- _Problem requirements_
For this exercise, transcribe the records below without changing a word.

[Stored data entries]

-.-.-

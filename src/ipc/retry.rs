//! Caller-side connect retry with exponential backoff.
//!
//! `Client::connect` never retries, and a failed connect leaves the handle
//! closed, so every attempt here opens a fresh client.

use std::path::Path;
use std::thread;
use std::time::Duration;

use serde::{Deserialize, Serialize};
use tracing::{debug, warn};

use crate::ipc::client::{Client, Transport, TransportError};

/// Backoff schedule for `connect_with_retry`.
#[derive(Debug, Clone, PartialEq, Eq, Serialize, Deserialize)]
#[serde(default)]
pub struct RetryPolicy {
    /// Total attempts, including the first. `0` behaves as `1`.
    pub max_attempts: u32,
    /// Delay after the first failure; doubles after each later one.
    pub initial_delay_ms: u64,
    /// Upper bound on any single delay.
    pub max_delay_ms: u64,
}

impl Default for RetryPolicy {
    fn default() -> Self {
        Self {
            max_attempts: 5,
            initial_delay_ms: 100,
            max_delay_ms: 2_000,
        }
    }
}

impl RetryPolicy {
    /// Single attempt, no sleeping.
    pub fn no_retry() -> Self {
        Self {
            max_attempts: 1,
            ..Self::default()
        }
    }

    /// Delay to sleep after failed attempt number `attempt` (1-based).
    ///
    /// Exponential backoff: 100ms, 200ms, 400ms, ... capped at `max_delay_ms`.
    pub fn delay_after(&self, attempt: u32) -> Duration {
        let factor = 1u64
            .checked_shl(attempt.saturating_sub(1))
            .unwrap_or(u64::MAX);
        let ms = self
            .initial_delay_ms
            .saturating_mul(factor)
            .min(self.max_delay_ms);
        Duration::from_millis(ms)
    }
}

/// Open and connect a client, retrying connect failures per `policy`.
///
/// Useful at startup when the engine may still be creating its socket.
/// Only `TransportError::Connect` is retried; descriptor exhaustion is
/// returned immediately.
///
/// # Errors
///
/// Returns the last connection error if all attempts fail.
///
/// # Example
///
/// ```ignore
/// // Try up to 5 times with backoff
/// let client = connect_with_retry(&socket_path, &RetryPolicy::default())?;
/// ```
pub fn connect_with_retry(path: &Path, policy: &RetryPolicy) -> Result<Client, TransportError> {
    let max_attempts = policy.max_attempts.max(1);
    let mut attempt = 1;

    loop {
        let mut client = Client::open()?;
        match client.connect(path) {
            Ok(()) => {
                if attempt > 1 {
                    debug!(attempt, "Connected after retry");
                }
                return Ok(client);
            }
            Err(e) if e.is_retryable() && attempt < max_attempts => {
                let delay = policy.delay_after(attempt);
                warn!(
                    attempt,
                    max_attempts,
                    delay_ms = delay.as_millis() as u64,
                    error = %e,
                    "Connect failed; retrying"
                );
                thread::sleep(delay);
                attempt += 1;
            }
            Err(e) => return Err(e),
        }
    }
}

#[cfg(test)]
mod tests {
    use super::*;
    use pretty_assertions::assert_eq;
    use std::os::unix::net::UnixListener;
    use std::path::PathBuf;
    use std::time::Instant;

    fn test_socket_path(test_name: &str) -> PathBuf {
        let timestamp = std::time::SystemTime::now()
            .duration_since(std::time::UNIX_EPOCH)
            .unwrap()
            .as_nanos();
        PathBuf::from(format!(
            "/tmp/ee-ipc-retry-{}-{}-{}.sock",
            test_name,
            std::process::id(),
            timestamp
        ))
    }

    #[test]
    fn test_delay_schedule() {
        let policy = RetryPolicy::default();
        assert_eq!(policy.delay_after(1), Duration::from_millis(100));
        assert_eq!(policy.delay_after(2), Duration::from_millis(200));
        assert_eq!(policy.delay_after(3), Duration::from_millis(400));
        assert_eq!(policy.delay_after(10), Duration::from_millis(2_000));
        assert_eq!(policy.delay_after(200), Duration::from_millis(2_000));
    }

    #[test]
    fn test_gives_up_after_max_attempts() {
        let path = test_socket_path("give_up");
        let policy = RetryPolicy {
            max_attempts: 3,
            initial_delay_ms: 10,
            max_delay_ms: 100,
        };

        let started = Instant::now();
        let err = connect_with_retry(&path, &policy).unwrap_err();
        assert!(matches!(err, TransportError::Connect { .. }));
        // 10ms + 20ms of backoff between three attempts
        assert!(started.elapsed() >= Duration::from_millis(30));
    }

    #[test]
    fn test_zero_attempts_still_tries_once() {
        let path = test_socket_path("zero");
        let policy = RetryPolicy {
            max_attempts: 0,
            ..RetryPolicy::default()
        };
        let started = Instant::now();
        assert!(connect_with_retry(&path, &policy).is_err());
        assert!(started.elapsed() < Duration::from_millis(100));
    }

    #[test]
    fn test_connects_once_listener_appears() {
        let path = test_socket_path("late");
        let bind_path = path.clone();
        let server = std::thread::spawn(move || {
            std::thread::sleep(Duration::from_millis(50));
            let listener = UnixListener::bind(&bind_path).expect("bind");
            listener.accept().map(|(stream, _)| stream)
        });

        let policy = RetryPolicy {
            max_attempts: 50,
            initial_delay_ms: 10,
            max_delay_ms: 20,
        };
        let client = connect_with_retry(&path, &policy).expect("should connect");
        assert!(client.is_connected());

        let _stream = server.join().unwrap().expect("accept");
        let _ = std::fs::remove_file(&path);
    }
}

-.-.-

- _Result for this exercise_
filename src/ipc/retry.rs
//! Caller-side connect retry with exponential backoff.
//!
//! `Client::connect` never retries, and a failed connect leaves the handle
//! closed, so every attempt here opens a fresh client.

use std::path::Path;
use std::thread;
use std::time::Duration;

use serde::{Deserialize, Serialize};
use tracing::{debug, warn};

use crate::ipc::client::{Client, Transport, TransportError};

/// Backoff schedule for `connect_with_retry`.
#[derive(Debug, Clone, PartialEq, Eq, Serialize, Deserialize)]
#[serde(default)]
pub struct RetryPolicy {
    /// Total attempts, including the first. `0` behaves as `1`.
    pub max_attempts: u32,
    /// Delay after the first failure; doubles after each later one.
    pub initial_delay_ms: u64,
    /// Upper bound on any single delay.
    pub max_delay_ms: u64,
}

impl Default for RetryPolicy {
    fn default() -> Self {
        Self {
            max_attempts: 5,
            initial_delay_ms: 100,
            max_delay_ms: 2_000,
        }
    }
}

impl RetryPolicy {
    /// Single attempt, no sleeping.
    pub fn no_retry() -> Self {
        Self {
            max_attempts: 1,
            ..Self::default()
        }
    }

    /// Delay to sleep after failed attempt number `attempt` (1-based).
    ///
    /// Exponential backoff: 100ms, 200ms, 400ms, ... capped at `max_delay_ms`.
    pub fn delay_after(&self, attempt: u32) -> Duration {
        let factor = 1u64
            .checked_shl(attempt.saturating_sub(1))
            .unwrap_or(u64::MAX);
        let ms = self
            .initial_delay_ms
            .saturating_mul(factor)
            .min(self.max_delay_ms);
        Duration::from_millis(ms)
    }
}

/// Open and connect a client, retrying connect failures per `policy`.
///
/// Useful at startup when the engine may still be creating its socket.
/// Only `TransportError::Connect` is retried; descriptor exhaustion is
/// returned immediately.
///
/// # Errors
///
/// Returns the last connection error if all attempts fail.
///
/// # Example
///
/// ```ignore
/// // Try up to 5 times with backoff
/// let client = connect_with_retry(&socket_path, &RetryPolicy::default())?;
/// ```
pub fn connect_with_retry(path: &Path, policy: &RetryPolicy) -> Result<Client, TransportError> {
    let max_attempts = policy.max_attempts.max(1);
    let mut attempt = 1;

    loop {
        let mut client = Client::open()?;
        match client.connect(path) {
            Ok(()) => {
                if attempt > 1 {
                    debug!(attempt, "Connected after retry");
                }
                return Ok(client);
            }
            Err(e) if e.is_retryable() && attempt < max_attempts => {
                let delay = policy.delay_after(attempt);
                warn!(
                    attempt,
                    max_attempts,
                    delay_ms = delay.as_millis() as u64,
                    error = %e,
                    "Connect failed; retrying"
                );
                thread::sleep(delay);
                attempt += 1;
            }
            Err(e) => return Err(e),
        }
    }
}

#[cfg(test)]
mod tests {
    use super::*;
    use pretty_assertions::assert_eq;
    use std::os::unix::net::UnixListener;
    use std::path::PathBuf;
    use std::time::Instant;

    fn test_socket_path(test_name: &str) -> PathBuf {
        let timestamp = std::time::SystemTime::now()
            .duration_since(std::time::UNIX_EPOCH)
            .unwrap()
            .as_nanos();
        PathBuf::from(format!(
            "/tmp/ee-ipc-retry-{}-{}-{}.sock",
            test_name,
            std::process::id(),
            timestamp
        ))
    }

    #[test]
    fn test_delay_schedule() {
        let policy = RetryPolicy::default();
        assert_eq!(policy.delay_after(1), Duration::from_millis(100));
        assert_eq!(policy.delay_after(2), Duration::from_millis(200));
        assert_eq!(policy.delay_after(3), Duration::from_millis(400));
        assert_eq!(policy.delay_after(10), Duration::from_millis(2_000));
        assert_eq!(policy.delay_after(200), Duration::from_millis(2_000));
    }

    #[test]
    fn test_gives_up_after_max_attempts() {
        let path = test_socket_path("give_up");
        let policy = RetryPolicy {
            max_attempts: 3,
            initial_delay_ms: 10,
            max_delay_ms: 100,
        };

        let started = Instant::now();
        let err = connect_with_retry(&path, &policy).unwrap_err();
        assert!(matches!(err, TransportError::Connect { .. }));
        // 10ms + 20ms of backoff between three attempts
        assert!(started.elapsed() >= Duration::from_millis(30));
    }

    #[test]
    fn test_zero_attempts_still_tries_once() {
        let path = test_socket_path("zero");
        let policy = RetryPolicy {
            max_attempts: 0,
            ..RetryPolicy::default()
        };
        let started = Instant::now();
        assert!(connect_with_retry(&path, &policy).is_err());
        assert!(started.elapsed() < Duration::from_millis(100));
    }

    #[test]
    fn test_connects_once_listener_appears() {
        let path = test_socket_path("late");
        let bind_path = path.clone();
        let server = std::thread::spawn(move || {
            std::thread::sleep(Duration::from_millis(50));
            let listener = UnixListener::bind(&bind_path).expect("bind");
            listener.accept().map(|(stream, _)| stream)
        });

        let policy = RetryPolicy {
            max_attempts: 50,
            initial_delay_ms: 10,
            max_delay_ms: 20,
        };
        let client = connect_with_retry(&path, &policy).expect("should connect");
        assert!(client.is_connected());

        let _stream = server.join().unwrap().expect("accept");
        let _ = std::fs::remove_file(&path);
    }
}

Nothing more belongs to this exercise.